As has been widely covered in the media, British Airways and Air France have jointly announced that they will now cease Concorde services this year. British Airways have said that they will donate their entire fleet to museums and other display sites, after services finish on 30th September. A number of museums outside the UK have stated for some time that on retirement they would like a Concorde - namely the Smithsonians Steven F. Udvar-Hazy Center at Washington Dulles Airport, and The Auto & Technik Museum at Sinsheim in Germany, who already have a Tupolev Tu-144. These may be Air France or British Airways examples.

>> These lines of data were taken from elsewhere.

// Copyright 2025 the Timeline Canvas Authors
// SPDX-License-Identifier: Apache-2.0 OR MIT

//! Timeline Canvas: an infinitely pannable time axis with tiered zoom.
//!
//! A [`Timeline`] draws a horizontal ruler centered on a reference instant
//! ("now"), a calendar grid matching the current zoom tier (years, months,
//! days, or hours), and a thin bar for each loaded event. Bars for events on
//! the same calendar day stack vertically. Users pan by dragging, zoom one
//! tier at a time with the wheel, and click bars to select events.
//!
//! The crate is host-agnostic. Drawing goes through the
//! [`Surface`](timeline_imaging::Surface) trait, input arrives through plain
//! method calls with surface-local positions, and the host drives animation
//! by calling [`Timeline::tick`] (or [`FrameScheduler::run_frame`]) once per
//! displayed frame.
//!
//! ## Example
//!
//! ```rust
//! use chrono::{TimeZone, Utc};
//! use kurbo::{Point, Size};
//! use serde_json::json;
//! use timeline_canvas::emitter::Zoom;
//! use timeline_canvas::{Timeline, WheelInput};
//! use timeline_imaging::RecordingSurface;
//!
//! let surface = RecordingSurface::new(Size::new(800.0, 300.0));
//! let overrides = json!({ "utcOffsetMinutes": 0, "wheelZoomTicks": 1 });
//! let mut timeline = Timeline::init(Some(surface), Some(&overrides)).unwrap();
//!
//! timeline
//!     .set_data_json(&json!([
//!         { "date": "2024-05-01T10:00:00Z", "title": "Launch" },
//!         { "year": 1969, "title": "Moon landing" },
//!     ]))
//!     .unwrap();
//! assert_eq!(timeline.events().len(), 2);
//!
//! timeline.on::<Zoom>(|info| println!("zoomed to {}", info.level_name));
//! timeline.wheel(WheelInput::new(-1.0, Point::new(400.0, 150.0)));
//! assert_eq!(timeline.tier_index(), 1);
//!
//! // Glide toward a date; each tick eases 2% of the remaining distance.
//! timeline.go_to_date(&Utc.with_ymd_and_hms(2000, 1, 1, 0, 0, 0).unwrap());
//! timeline.tick();
//! assert!(timeline.current_offset() > 0.0);
//! ```
//!
//! ## Configuration
//!
//! [`Config::resolve`] deep-merges JSON overrides over the defaults; see
//! [`config`] for the keys. Errors are reported as [`TimelineError`].
//!
//! ## Logging
//!
//! The crate logs through [`tracing`] and never installs a subscriber.
//! Recovered input problems (unparsable colors, undatable events) are
//! reported at `warn`, loads and zoom transitions at `debug`.

mod calendar;
pub mod config;
pub mod emitter;
mod error;
mod event;
mod hit;
mod input;
pub mod render;
mod scheduler;
mod stack;
mod timeline;

pub use calendar::{Calendar, DayKey, days_in_month};
pub use config::{Config, ConfigError};
pub use error::TimelineError;
pub use event::{EventDate, EventId, EventInput, TimelineEvent};
pub use hit::RenderCache;
pub use input::WheelInput;
pub use render::GridTier;
pub use scheduler::{CancelToken, FrameScheduler, FrameStatus};
pub use stack::{EventStore, LoadSummary, assign_stack_levels};
pub use timeline::Timeline;
pub use timeline_view::{ZoomDirection, ZoomTier};
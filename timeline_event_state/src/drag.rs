// Copyright 2025 the Timeline Canvas Authors
// SPDX-License-Identifier: Apache-2.0 OR MIT

//! Horizontal drag tracking: per-move deltas along the time axis.
//!
//! ## Usage
//!
//! 1) Call [`DragState::start`] on pointer-down (or single-finger touch start).
//! 2) On each move, call [`DragState::update`]; add the returned delta to the pan target.
//! 3) Call [`DragState::end`] on pointer-up, pointer-leave, or touch end.
//!
//! Only the x-coordinate matters: dragging pans, it never reorders items.

/// Tracks an in-progress horizontal drag.
#[derive(Debug, Clone, Default, Copy, PartialEq)]
pub struct DragState {
    last_x: Option<f64>,
}

impl DragState {
    /// Begins a drag at `x`, replacing any drag already in progress.
    pub fn start(&mut self, x: f64) {
        self.last_x = Some(x);
    }

    /// Records a move to `x` and returns the distance moved since the last call.
    ///
    /// Returns `None` when no drag is active.
    pub fn update(&mut self, x: f64) -> Option<f64> {
        let last = self.last_x.as_mut()?;
        let delta = x - *last;
        *last = x;
        Some(delta)
    }

    /// Ends the drag and forgets its position.
    pub fn end(&mut self) {
        *self = Self::default();
    }

    /// Returns `true` while a drag is active.
    #[must_use]
    pub fn is_dragging(&self) -> bool {
        self.last_x.is_some()
    }
}
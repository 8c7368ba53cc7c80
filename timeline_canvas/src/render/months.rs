// Copyright 2025 the Timeline Canvas Authors
// SPDX-License-Identifier: Apache-2.0 OR MIT

use timeline_imaging::{Surface, TextStyle};

use super::{LabelPacker, Painter};

pub(super) fn paint<S: Surface + ?Sized>(p: &mut Painter<'_, S>) {
    let config = p.config;
    let colors = &config.colors;
    let month_style = TextStyle::regular(10.0);
    let mut packer = LabelPacker::new();
    for year in p.years() {
        if let Some(x) = p.x_at(year, 1, 1, 0) {
            p.tick(x, 20.0, 2.0, colors.year_line_thick.0);
            p.centered_text(&year.to_string(), x, 40.0, TextStyle::bold(14.0), colors.text.0);
        }
        for month in 1..=12 {
            let Some(x) = p.x_at(year, month, 1, 0) else {
                continue;
            };
            // January shares the year tick.
            if month > 1 {
                p.tick(x, 12.0, 1.0, colors.month_line.0);
            }
            let name = config.translations.month(month);
            p.rotated_label(&mut packer, name, x, month_style, colors.text_light.0);
        }
    }
}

It is believed that around 30 museums have requested a Concorde - the front runners must be the Bristol Aero Collection, who plan to move to Filton, (where British Concordes were assembled) this winter, and the Brooklands Aviation Museum, where a large number of major sections were built. The Bristol Aero Collection have requested G-BOAF (Concorde 216), which was the last one built in the UK. Other museums thought to be in the running are the Royal Air Force Museum at Cosford, the Museum of Flight at East Fortune, the Yorkshire Air Museum at Elvington, the new Airliner Park at Manchester Airport, and the Bristol Heritage Collection in Nashville,Tennessee. British Airways also wish to retain a Concorde for display at Heathrow Airport, probably on the entrance road.
Of the 7 strong fleet, four are believed to be currently in service - G-BOAC, G-BOAD, G-BOAE and G-BOAG - and will continue until the end of September. G-BOAA has been withdrawn from use for some time, with no plans to make it airworthy. G-BOAB has also been grounded, but kept airworthy, and would have been the next aircraft to be brought up to post-Paris standards. G-BOAF is out of hours, and was due for a 3 month check. Therefore, both 'AB and 'AF are airworthy, but could not be used for passenger services.
UPDATE - G-BOAF returned to service during the summer.